⟨

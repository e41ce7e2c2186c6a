//! HTTP server configuration.

use std::net::{IpAddr, Ipv4Addr, SocketAddr};
use std::time::Duration;

use anyhow::{Result as AnyhowResult, anyhow};
use clap::Args;
use serde::{Deserialize, Serialize};

use crate::TRACING_TARGET_CONFIG;

/// HTTP server configuration.
///
/// # Environment Variables
///
/// - `HOST` - Server host address (default: 127.0.0.1)
/// - `PORT` - Server port (default: 3000, valid range: 1024-65535)
/// - `SHUTDOWN_TIMEOUT` - Graceful shutdown timeout in seconds (default: 30, max: 300)
///
/// # Examples
///
/// ```bash
/// cloudauth-cli --host 0.0.0.0 --port 8080
///
/// HOST=0.0.0.0 PORT=8080 cloudauth-cli
/// ```
#[derive(Debug, Clone, Args, Serialize, Deserialize)]
#[must_use = "config does nothing unless you use it"]
pub struct ServerConfig {
    /// Host address to bind the server to.
    ///
    /// Use "127.0.0.1" for localhost only, "0.0.0.0" for all interfaces.
    #[arg(long, env = "HOST", default_value = "127.0.0.1")]
    #[serde(default = "default_host")]
    pub host: IpAddr,

    /// TCP port number for the server to listen on.
    ///
    /// Must be in the range 1024-65535.
    #[arg(short = 'p', long, env = "PORT", default_value_t = 3000)]
    pub port: u16,

    /// Maximum time in seconds to wait for in-flight requests on shutdown.
    ///
    /// Once a shutdown signal arrives the server stops accepting connections
    /// and gives open requests up to this long to finish. Valid range: 1-300.
    #[arg(long, env = "SHUTDOWN_TIMEOUT", default_value_t = 30)]
    pub shutdown_timeout: u64,
}

/// Default host address for development.
fn default_host() -> IpAddr {
    IpAddr::V4(Ipv4Addr::LOCALHOST)
}

impl ServerConfig {
    /// Validates all configuration values.
    ///
    /// # Errors
    ///
    /// Returns an error if any configuration value is outside its valid range:
    /// - Port must be 1024-65535
    /// - Shutdown timeout must be 1-300 seconds
    pub fn validate(&self) -> AnyhowResult<()> {
        if self.port < 1024 {
            return Err(anyhow!(
                "Port {} is below 1024. Use ports 1024-65535 to avoid requiring root privileges.",
                self.port
            ));
        }

        if self.shutdown_timeout == 0 || self.shutdown_timeout > 300 {
            return Err(anyhow!(
                "Shutdown timeout {} seconds is invalid. Must be between 1 and 300 seconds.",
                self.shutdown_timeout
            ));
        }

        Ok(())
    }

    /// Returns the complete socket address for server binding.
    #[must_use]
    pub const fn server_addr(&self) -> SocketAddr {
        SocketAddr::new(self.host, self.port)
    }

    /// Returns the graceful shutdown timeout as a `Duration`.
    #[must_use]
    pub const fn shutdown_timeout(&self) -> Duration {
        Duration::from_secs(self.shutdown_timeout)
    }

    /// Returns whether the server is configured to bind to all interfaces.
    #[must_use]
    pub const fn binds_to_all_interfaces(&self) -> bool {
        match self.host {
            IpAddr::V4(addr) => addr.is_unspecified(),
            IpAddr::V6(addr) => addr.is_unspecified(),
        }
    }

    /// Logs server configuration at info level.
    pub fn log(&self) {
        tracing::info!(
            target: TRACING_TARGET_CONFIG,
            host = %self.host,
            port = self.port,
            shutdown_timeout_secs = self.shutdown_timeout,
            "Server configuration"
        );
    }
}

impl Default for ServerConfig {
    fn default() -> Self {
        Self {
            host: default_host(),
            port: 3000,
            shutdown_timeout: 30,
        }
    }
}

⟩

▶ _WORK ORDER_: Provide the count of lines holding the word "const" in these entries, and no other words.

▶ _SOLUTION FOR THIS TASK_: 3